Firstly the 3820 is a very good overclocker. I think a lot of people are being hoodwinked by the 'K' suffix due to the deserved reputation that line of CPUs got on the 1155 platform and as a result subconsciously assuming the 3820 must be a locked down processor not worth bothering with. In fact it's unlocked to 44x with a very good strap tolerance (I have it at 125Mhz), you can hit well over 4 GHZ 24/7 stable easily (the standard clock is 3.6 after-all) and over 4.6 if you persevere a bit. I've seen numerous reports of 3820s running stably at 5GHz including from Paradigm on this board.

From what I've seen a similarly clocked 3930K achieved a mere 10GFlops more than my 3820 did on IBT (110 GFlops vs 120 GFlops) and the 3820 seemed to be able to achieve more stable plus 4.5GHz clocks as well (just from the various posts and forums I've read) which is probably due to the fact is easier to stabilise 4 cores than 6. Generally speaking as more cores are added the standard clock of each core is slower than the previous generation with less cores (as is evident by the fact the 3820 has a stock 3.6Ghz speed whilst the 3930K is 3.2)

And that's the only major difference from what I can see, the 3960K has 6 cores and opposed to 4 on the 3820. No game is going to use more than 4 cores and most software will barely use two. When dual cores first appeared almost no software could utilise them and their individual core performance was quite a bit lower than the mid to high range single core processors at the time so in the real world they actually performed worse than their single core counterparts for quite a while. I think we're in a similar situation with CPUs with more than 4 cores currently.

Don't get me wrong, if I won the lottery this week I'd be ordering myself a 3960X but for most people (inc me pre-hypothetical lottery win) money is an object and an important one at that. I'm seeing on various forums quite a few people who obviously only have a certain budget and are opting for the 3930K but then skimping on the other parts and going mid-range on them and will lose overall computer performance as a result.
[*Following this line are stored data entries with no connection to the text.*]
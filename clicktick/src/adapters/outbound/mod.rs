mod clickup;
mod dev_backend;
mod indicator;

pub use self::clickup::ClickUpAdapter;
pub use dev_backend::{Call, DevBackend};
pub use indicator::*;
use serde::de::DeserializeOwned;
use serde_json::Value;

/// ClickUp wraps most payloads in `{ "data": ... }`. Decoding is lenient: an
/// absent, null or malformed `data` member yields `None` instead of an error.
#[derive(Debug)]
pub struct DataEnvelope(Value);

impl DataEnvelope {
    pub fn new(value: Value) -> Self {
        Self(value)
    }

    pub fn data<T: DeserializeOwned>(self) -> Option<T> {
        let data = match self.0 {
            Value::Object(mut map) => map.remove("data")?,
            _ => return None,
        };
        if data.is_null() {
            return None;
        }

        serde_json::from_value(data)
            .map_err(|e| tracing::warn!("Ignoring malformed ClickUp payload: {}", e))
            .ok()
    }

    /// Decode `data` as a list, skipping elements that do not decode.
    pub fn data_list<T: DeserializeOwned>(self) -> Vec<T> {
        let Some(items) = self.data::<Vec<Value>>() else {
            return Vec::new();
        };

        items
            .into_iter()
            .filter_map(|item| {
                serde_json::from_value(item)
                    .map_err(|e| tracing::warn!("Skipping malformed ClickUp list item: {}", e))
                    .ok()
            })
            .collect()
    }
}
I used the £200 I saved by not giving into temptation by going for the K series to buy a couple of 120GB SSDs which I'm now running in RAID and I can say that has a far more noticeable effect than anything the £450 3930K would give me over my £250 3820.

So I guess in a little way I'm trying to justify my purchase and I'm sure they'll be 3930K owners who will tell me I'm a noob with a sh*te processor but hey, they probably think the same as me about 3960X owners, who in turn think the same as them about both of us!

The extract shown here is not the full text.